Collected data:

══════════════════════════════

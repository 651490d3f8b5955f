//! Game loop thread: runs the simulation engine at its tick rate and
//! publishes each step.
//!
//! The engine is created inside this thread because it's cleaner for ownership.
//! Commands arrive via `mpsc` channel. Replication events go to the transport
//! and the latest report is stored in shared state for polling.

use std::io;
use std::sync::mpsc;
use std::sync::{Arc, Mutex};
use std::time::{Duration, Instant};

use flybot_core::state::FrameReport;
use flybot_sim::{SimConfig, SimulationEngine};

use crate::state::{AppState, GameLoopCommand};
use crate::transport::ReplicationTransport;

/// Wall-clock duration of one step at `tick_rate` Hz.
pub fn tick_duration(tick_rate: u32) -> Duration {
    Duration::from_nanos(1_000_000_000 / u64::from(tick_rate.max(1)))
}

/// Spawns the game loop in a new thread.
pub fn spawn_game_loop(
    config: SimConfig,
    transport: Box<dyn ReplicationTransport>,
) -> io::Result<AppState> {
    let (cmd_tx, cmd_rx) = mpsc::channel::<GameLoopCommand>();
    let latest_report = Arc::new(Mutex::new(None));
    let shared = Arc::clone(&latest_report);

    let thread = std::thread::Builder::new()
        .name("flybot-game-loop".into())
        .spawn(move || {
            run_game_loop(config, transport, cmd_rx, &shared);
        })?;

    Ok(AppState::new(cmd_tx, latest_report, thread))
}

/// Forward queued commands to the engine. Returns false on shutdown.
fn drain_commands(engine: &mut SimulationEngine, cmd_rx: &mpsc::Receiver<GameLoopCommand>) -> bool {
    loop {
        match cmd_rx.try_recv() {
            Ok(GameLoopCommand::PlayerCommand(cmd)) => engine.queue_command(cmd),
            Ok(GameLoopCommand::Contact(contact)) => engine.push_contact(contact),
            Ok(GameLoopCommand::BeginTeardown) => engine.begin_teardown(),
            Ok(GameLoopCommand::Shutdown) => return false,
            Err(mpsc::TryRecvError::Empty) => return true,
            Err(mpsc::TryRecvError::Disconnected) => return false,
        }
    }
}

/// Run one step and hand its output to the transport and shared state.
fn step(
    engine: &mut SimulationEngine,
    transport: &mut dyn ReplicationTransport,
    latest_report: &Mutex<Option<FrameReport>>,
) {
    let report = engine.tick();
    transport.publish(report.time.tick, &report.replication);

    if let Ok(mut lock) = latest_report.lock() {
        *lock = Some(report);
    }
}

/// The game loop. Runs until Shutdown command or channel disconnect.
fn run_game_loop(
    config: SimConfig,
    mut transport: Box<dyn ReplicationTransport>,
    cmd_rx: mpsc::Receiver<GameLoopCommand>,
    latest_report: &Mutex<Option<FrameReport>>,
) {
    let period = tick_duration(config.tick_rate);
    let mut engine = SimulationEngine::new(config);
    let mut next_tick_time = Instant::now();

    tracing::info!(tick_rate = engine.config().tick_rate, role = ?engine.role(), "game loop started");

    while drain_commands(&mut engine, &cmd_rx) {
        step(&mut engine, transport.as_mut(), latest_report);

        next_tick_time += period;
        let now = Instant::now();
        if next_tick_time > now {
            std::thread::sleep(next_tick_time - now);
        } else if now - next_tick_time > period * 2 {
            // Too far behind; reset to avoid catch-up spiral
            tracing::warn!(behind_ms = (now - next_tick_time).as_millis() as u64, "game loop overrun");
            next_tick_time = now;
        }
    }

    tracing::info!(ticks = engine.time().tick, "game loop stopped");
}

══════════════════════════════

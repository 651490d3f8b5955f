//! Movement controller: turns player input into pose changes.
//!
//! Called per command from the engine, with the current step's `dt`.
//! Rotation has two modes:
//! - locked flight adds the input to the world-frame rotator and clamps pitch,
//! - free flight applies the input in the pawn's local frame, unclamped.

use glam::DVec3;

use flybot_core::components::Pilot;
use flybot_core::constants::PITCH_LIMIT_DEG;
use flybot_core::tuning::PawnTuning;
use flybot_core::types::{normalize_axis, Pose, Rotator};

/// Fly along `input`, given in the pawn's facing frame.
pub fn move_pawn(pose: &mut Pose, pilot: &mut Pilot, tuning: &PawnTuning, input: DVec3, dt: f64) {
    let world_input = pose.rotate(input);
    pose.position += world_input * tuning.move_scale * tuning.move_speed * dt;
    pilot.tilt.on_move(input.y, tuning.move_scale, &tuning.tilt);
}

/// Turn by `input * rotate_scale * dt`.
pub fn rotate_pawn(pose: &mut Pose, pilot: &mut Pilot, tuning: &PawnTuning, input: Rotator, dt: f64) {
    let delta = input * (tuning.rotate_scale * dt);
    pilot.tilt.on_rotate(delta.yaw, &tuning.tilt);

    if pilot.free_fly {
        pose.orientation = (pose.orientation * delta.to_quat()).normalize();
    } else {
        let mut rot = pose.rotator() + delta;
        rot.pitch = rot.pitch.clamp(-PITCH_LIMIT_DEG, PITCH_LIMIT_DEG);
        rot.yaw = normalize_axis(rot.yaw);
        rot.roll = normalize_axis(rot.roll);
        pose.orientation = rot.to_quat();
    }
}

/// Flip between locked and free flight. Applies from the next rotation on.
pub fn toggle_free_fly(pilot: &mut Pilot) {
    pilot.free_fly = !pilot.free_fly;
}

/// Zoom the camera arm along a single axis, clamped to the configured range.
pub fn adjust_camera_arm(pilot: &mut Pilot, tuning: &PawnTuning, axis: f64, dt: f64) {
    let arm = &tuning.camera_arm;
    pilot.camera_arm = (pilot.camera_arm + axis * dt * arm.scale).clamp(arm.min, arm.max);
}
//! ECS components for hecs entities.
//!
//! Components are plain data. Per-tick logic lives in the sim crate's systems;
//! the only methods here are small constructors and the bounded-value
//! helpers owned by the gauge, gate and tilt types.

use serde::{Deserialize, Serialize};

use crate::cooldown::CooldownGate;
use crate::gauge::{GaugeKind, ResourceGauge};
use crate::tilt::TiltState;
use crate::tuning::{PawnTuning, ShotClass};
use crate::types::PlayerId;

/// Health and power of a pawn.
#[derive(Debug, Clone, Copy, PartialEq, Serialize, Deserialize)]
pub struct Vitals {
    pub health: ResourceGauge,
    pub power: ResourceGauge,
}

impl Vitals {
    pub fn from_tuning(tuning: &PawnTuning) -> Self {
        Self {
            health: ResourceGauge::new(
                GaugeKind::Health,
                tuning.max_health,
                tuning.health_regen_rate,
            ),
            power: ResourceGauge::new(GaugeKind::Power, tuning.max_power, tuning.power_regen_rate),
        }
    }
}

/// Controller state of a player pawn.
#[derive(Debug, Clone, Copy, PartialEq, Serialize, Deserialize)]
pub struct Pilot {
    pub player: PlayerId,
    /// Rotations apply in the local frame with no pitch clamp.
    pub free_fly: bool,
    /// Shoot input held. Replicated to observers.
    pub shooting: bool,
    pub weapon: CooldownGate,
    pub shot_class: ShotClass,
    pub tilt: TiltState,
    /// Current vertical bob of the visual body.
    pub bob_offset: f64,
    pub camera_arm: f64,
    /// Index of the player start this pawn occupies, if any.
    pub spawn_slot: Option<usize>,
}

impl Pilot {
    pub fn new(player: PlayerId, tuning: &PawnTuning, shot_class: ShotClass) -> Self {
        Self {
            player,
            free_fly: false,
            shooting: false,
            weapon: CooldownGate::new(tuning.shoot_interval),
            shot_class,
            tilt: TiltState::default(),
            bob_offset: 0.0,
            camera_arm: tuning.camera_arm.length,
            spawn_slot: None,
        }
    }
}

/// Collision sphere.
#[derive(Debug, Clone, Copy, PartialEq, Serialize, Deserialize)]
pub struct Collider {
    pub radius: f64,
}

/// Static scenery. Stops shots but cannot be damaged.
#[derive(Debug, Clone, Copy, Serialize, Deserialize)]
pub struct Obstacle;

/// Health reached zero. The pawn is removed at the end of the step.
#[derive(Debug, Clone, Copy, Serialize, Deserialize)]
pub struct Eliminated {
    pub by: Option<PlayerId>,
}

══════════════════════════════

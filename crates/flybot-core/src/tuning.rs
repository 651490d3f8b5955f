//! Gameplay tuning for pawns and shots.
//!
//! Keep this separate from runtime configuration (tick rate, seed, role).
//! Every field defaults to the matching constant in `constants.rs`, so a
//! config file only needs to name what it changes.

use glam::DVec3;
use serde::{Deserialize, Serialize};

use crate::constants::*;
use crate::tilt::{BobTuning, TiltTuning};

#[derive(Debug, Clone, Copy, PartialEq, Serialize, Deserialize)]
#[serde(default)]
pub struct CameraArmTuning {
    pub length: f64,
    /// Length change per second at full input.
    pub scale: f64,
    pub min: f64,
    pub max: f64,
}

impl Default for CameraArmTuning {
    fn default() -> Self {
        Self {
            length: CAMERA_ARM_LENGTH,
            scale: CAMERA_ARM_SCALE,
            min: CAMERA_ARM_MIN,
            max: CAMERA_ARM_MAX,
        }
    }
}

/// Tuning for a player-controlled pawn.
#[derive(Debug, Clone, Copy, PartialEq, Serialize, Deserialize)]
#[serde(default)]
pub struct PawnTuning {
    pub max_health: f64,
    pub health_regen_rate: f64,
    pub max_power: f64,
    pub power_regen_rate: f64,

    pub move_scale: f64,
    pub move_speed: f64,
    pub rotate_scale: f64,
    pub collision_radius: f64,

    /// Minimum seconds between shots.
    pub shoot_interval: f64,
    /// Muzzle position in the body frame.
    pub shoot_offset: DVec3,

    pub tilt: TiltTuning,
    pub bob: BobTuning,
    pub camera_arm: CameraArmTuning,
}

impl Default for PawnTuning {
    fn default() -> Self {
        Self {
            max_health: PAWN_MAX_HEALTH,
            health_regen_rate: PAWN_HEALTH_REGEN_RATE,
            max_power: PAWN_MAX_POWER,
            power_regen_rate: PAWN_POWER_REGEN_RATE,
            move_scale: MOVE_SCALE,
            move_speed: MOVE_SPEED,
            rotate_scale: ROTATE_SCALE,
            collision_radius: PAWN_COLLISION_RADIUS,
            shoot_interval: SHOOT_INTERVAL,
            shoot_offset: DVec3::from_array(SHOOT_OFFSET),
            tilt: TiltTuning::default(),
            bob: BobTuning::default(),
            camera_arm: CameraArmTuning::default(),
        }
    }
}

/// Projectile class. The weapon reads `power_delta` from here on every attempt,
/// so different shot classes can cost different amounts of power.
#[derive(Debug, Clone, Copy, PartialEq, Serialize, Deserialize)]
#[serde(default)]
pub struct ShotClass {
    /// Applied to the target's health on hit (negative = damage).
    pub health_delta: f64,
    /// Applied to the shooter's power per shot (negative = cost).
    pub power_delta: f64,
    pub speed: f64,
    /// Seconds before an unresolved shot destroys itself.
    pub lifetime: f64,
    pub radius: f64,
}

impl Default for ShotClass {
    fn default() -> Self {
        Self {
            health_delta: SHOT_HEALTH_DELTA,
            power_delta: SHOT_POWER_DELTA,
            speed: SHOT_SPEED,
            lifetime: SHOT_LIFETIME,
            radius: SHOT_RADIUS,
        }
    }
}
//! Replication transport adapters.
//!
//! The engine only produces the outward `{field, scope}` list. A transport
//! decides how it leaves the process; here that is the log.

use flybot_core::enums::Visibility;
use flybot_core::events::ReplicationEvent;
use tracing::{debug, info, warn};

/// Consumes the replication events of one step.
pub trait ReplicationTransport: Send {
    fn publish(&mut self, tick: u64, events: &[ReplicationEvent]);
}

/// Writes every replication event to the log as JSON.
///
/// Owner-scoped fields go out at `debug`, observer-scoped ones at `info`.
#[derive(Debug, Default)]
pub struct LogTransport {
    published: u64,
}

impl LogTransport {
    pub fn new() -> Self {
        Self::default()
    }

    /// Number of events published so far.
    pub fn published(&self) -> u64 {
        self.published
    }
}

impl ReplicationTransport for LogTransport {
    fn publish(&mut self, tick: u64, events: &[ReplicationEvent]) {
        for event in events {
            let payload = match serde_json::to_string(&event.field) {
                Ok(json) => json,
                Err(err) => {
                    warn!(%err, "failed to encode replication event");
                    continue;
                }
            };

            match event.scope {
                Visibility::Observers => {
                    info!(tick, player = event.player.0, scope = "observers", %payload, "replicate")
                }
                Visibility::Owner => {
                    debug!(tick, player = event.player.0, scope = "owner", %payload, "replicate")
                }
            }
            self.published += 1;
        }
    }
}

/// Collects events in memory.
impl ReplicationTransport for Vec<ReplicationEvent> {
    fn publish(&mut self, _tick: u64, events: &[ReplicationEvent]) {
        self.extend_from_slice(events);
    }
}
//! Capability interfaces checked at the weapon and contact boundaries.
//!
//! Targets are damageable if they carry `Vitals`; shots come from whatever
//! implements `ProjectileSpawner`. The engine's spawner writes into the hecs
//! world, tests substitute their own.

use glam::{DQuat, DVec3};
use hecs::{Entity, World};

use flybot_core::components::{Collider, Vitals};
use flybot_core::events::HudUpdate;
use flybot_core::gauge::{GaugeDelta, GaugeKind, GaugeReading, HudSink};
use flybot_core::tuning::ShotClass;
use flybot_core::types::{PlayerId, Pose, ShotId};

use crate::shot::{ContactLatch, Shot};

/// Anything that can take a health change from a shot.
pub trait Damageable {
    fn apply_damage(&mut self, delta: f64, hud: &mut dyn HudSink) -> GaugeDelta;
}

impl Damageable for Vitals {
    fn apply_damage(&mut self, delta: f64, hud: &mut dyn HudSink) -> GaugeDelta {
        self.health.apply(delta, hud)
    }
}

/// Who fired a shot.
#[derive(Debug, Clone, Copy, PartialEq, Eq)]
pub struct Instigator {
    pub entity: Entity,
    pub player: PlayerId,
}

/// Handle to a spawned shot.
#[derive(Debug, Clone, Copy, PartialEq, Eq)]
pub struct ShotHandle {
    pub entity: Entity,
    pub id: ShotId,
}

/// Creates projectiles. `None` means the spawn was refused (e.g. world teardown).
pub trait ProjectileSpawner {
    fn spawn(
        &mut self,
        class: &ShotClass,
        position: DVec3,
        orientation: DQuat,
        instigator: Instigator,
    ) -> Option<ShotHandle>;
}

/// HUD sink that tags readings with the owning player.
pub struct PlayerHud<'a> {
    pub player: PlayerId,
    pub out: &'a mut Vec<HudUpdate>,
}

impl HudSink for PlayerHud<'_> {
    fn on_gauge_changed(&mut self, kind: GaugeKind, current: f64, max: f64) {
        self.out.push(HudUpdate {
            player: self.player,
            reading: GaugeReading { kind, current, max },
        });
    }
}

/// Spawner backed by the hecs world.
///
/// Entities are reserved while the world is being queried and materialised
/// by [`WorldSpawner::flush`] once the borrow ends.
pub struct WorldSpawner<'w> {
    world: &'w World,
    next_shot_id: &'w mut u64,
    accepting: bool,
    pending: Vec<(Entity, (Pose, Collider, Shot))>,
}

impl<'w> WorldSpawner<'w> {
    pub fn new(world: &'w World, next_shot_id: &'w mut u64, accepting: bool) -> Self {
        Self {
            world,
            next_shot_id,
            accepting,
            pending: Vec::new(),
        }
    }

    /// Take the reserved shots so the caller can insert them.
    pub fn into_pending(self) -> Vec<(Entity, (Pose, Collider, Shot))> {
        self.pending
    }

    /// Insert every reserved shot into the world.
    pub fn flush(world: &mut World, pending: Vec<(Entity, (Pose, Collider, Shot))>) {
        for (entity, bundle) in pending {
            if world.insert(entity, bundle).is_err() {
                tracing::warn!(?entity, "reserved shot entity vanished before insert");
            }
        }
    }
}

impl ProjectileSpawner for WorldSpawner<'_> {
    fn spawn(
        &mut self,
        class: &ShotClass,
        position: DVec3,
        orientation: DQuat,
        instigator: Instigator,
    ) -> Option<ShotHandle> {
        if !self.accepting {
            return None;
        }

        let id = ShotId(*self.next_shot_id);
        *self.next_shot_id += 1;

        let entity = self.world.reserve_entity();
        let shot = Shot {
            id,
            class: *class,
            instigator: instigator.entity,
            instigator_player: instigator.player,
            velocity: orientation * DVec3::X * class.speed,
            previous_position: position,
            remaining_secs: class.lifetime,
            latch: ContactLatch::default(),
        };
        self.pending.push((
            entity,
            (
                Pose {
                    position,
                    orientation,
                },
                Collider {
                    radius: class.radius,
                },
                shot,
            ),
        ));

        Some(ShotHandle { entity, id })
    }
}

══════════════════════════════

**What is being asked:** How many lines of the data above include the word "Receiver"? Only that number should be returned.

**Task solution:** 2